**The problem:** Quote exactly and only this range of lines in the data below: the line that holds "if self.last == Some((kind, devices))" to the line that holds "mod intent;", both included.

**Input records:**
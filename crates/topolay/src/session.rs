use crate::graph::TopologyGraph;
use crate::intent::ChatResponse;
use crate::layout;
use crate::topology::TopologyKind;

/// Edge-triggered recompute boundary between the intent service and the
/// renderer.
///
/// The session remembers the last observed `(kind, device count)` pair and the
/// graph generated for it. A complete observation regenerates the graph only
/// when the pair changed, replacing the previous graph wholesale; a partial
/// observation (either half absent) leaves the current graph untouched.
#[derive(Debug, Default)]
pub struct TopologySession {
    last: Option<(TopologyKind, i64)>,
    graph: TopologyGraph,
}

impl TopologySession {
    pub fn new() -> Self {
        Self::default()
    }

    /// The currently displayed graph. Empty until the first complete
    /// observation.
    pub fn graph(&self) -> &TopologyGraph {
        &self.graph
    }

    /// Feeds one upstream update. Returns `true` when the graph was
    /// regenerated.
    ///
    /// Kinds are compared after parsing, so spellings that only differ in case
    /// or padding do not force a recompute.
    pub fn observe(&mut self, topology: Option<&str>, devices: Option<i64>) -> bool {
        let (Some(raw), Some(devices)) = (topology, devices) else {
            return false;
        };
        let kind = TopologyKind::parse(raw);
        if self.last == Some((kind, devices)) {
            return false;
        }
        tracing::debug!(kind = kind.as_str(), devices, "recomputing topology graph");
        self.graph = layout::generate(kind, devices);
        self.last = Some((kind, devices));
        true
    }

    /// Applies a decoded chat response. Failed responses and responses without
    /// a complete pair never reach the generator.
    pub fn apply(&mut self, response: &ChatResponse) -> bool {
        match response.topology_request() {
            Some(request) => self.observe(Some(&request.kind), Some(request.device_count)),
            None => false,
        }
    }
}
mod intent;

* * *

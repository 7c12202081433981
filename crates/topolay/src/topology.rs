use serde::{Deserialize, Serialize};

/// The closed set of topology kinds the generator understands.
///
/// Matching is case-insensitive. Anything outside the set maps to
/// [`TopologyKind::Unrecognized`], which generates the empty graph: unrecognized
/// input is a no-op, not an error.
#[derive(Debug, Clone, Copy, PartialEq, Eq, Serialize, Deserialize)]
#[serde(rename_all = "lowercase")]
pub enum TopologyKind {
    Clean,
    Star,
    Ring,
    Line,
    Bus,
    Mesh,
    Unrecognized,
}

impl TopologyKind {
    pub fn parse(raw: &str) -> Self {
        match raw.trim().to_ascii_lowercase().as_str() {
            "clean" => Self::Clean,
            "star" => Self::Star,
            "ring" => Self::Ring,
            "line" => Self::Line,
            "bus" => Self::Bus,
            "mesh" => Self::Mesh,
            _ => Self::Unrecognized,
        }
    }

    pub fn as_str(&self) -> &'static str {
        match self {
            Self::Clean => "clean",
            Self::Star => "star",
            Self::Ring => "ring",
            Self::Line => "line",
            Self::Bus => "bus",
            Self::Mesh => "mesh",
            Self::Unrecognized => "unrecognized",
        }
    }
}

**Output:**
        if self.last == Some((kind, devices)) {
            return false;
        }
        tracing::debug!(kind = kind.as_str(), devices, "recomputing topology graph");
        self.graph = layout::generate(kind, devices);
        self.last = Some((kind, devices));
        true
    }

    /// Applies a decoded chat response. Failed responses and responses without
    /// a complete pair never reach the generator.
    pub fn apply(&mut self, response: &ChatResponse) -> bool {
        match response.topology_request() {
            Some(request) => self.observe(Some(&request.kind), Some(request.device_count)),
            None => false,
        }
    }
}
mod intent;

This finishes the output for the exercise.